Muito do mistério acaba indo por água abaixo a partir dessa decisão, e torna Não Fale o Mal mais um tradicional thriller/terror de sequestro, quase como algo inspirado num “true crime”, sem necessariamente amplas motivações, senão um modus operandi brutal e bizarro, com uma tensa sequência de ação – que inclusive me fez pensar a razão para situarem a obra na Inglaterra e não nos EUA, quando em seu próprio país poderia oferecer uma leitura diferente da situação e encontrar a possibilidade de trilhar novos caminhos sem precisar recriar momentos idênticos, e dar asas para algo com mais identidade. A partir dessa virada no terceiro ato, não há muito suspense, senão violência e lutas para todos os lados, na contramão da postura pacifista do casal original.

 

Por um lado, isso impede que o longa seja um tanto pretensioso com um desfecho metafórico, o lado mais divisivo do outro (que também não é um problema, senão pela brusca mudança de tom realista por algo mais simbólico), e uma de suas mais marcantes características, que inclusive tem minha admiração pela coragem do encerramento.
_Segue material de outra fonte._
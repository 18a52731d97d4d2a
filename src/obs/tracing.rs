// self
use crate::{_prelude::*, obs::Operation};

/// Type alias that resolves to an instrumented future when tracing is enabled.
#[cfg(feature = "tracing")]
pub type InstrumentedOp<F> = tracing::instrument::Instrumented<F>;
/// Passthrough future type when tracing is disabled.
#[cfg(not(feature = "tracing"))]
pub type InstrumentedOp<F> = F;

/// A span builder used by cache lookups and the signing pipeline.
#[derive(Clone, Debug)]
pub struct OpSpan {
	#[cfg(feature = "tracing")]
	span: tracing::Span,
}
impl OpSpan {
	/// Creates a new span for `op`, tagged with the cache label and stage.
	pub fn new(op: Operation, cache: &str, stage: &'static str) -> Self {
		#[cfg(feature = "tracing")]
		{
			let span = match op {
				Operation::CacheGet =>
					tracing::debug_span!("signed_url_broker.cache", cache, stage),
				Operation::Sign => tracing::info_span!("signed_url_broker.sign", cache, stage),
			};

			Self { span }
		}
		#[cfg(not(feature = "tracing"))]
		{
			let _ = (op, cache, stage);

			Self {}
		}
	}

	/// Instruments an async block without holding a guard across `.await` points.
	pub fn instrument<Fut>(&self, fut: Fut) -> InstrumentedOp<Fut>
	where
		Fut: Future,
	{
		#[cfg(feature = "tracing")]
		{
			use tracing::Instrument;

			fut.instrument(self.span.clone())
		}
		#[cfg(not(feature = "tracing"))]
		{
			fut
		}
	}
}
Neste novo, não só se tem a reprodução, eficaz até, daquilo que já vimos trocentas vezes outrora, em outros filmes, como também sem tanto frescor, repetindo artifícios batidos que já até se tornaram convenções.

 

O que ajuda, então, esta nova versão se a se tornar mais intrigante ao espectador é o engajamento do elenco, encabeçado por James McAvoy, uma ameaça intensa, auxiliado por Aisling Franciosi, e o casal composto por Mackenzie Davis e Scoot McNairy, enquanto nossos representantes e receptores de uma hostilidade velada no desconforto proposital – além, é claro, das crianças.

 

Dessa forma, Não Fale o Mal poderia muito bem ter ficado mais tempo no forno para cozinhar melhores ideias – e originais -, ou pelo menos caprichar mais no tempero, de forma que se individualizasse e pudesse se desprender do material base. O que vemos nesta refilmagem é praticamente o mesmo filme num tom um pouco mais suave, em um sistema de pesos e contrapesos em relação aos personagens e suas parcelas de culpa, com um desfecho diferente, e a face um filme puramente norte-americano, por vezes bastante genérico, ainda que funcione bem como passatempo.

 

Avaliação: 2.5/5

 

Não Fale o Mal (Speak No Evil, 2024)

Direção: James Watkins

Roteiro: James Watkins, adaptado do roteiro original de Speak No Evil (2022), escrito por Christian Tafdrup e Mads Tafdrup

Gênero: Thriller, Terror

Origem: EUA, Croácia, Canadá

Duração: 110 minutos (1h50)

Disponível: Cinemas

 

Sinopse: Uma família é convidada por uma família de amigos que conheceram em uma viagem para passar um fim de semana em uma casa de campo tranquila, mas sem saber que suas férias logo se transformarão em um pesadelo psicológico.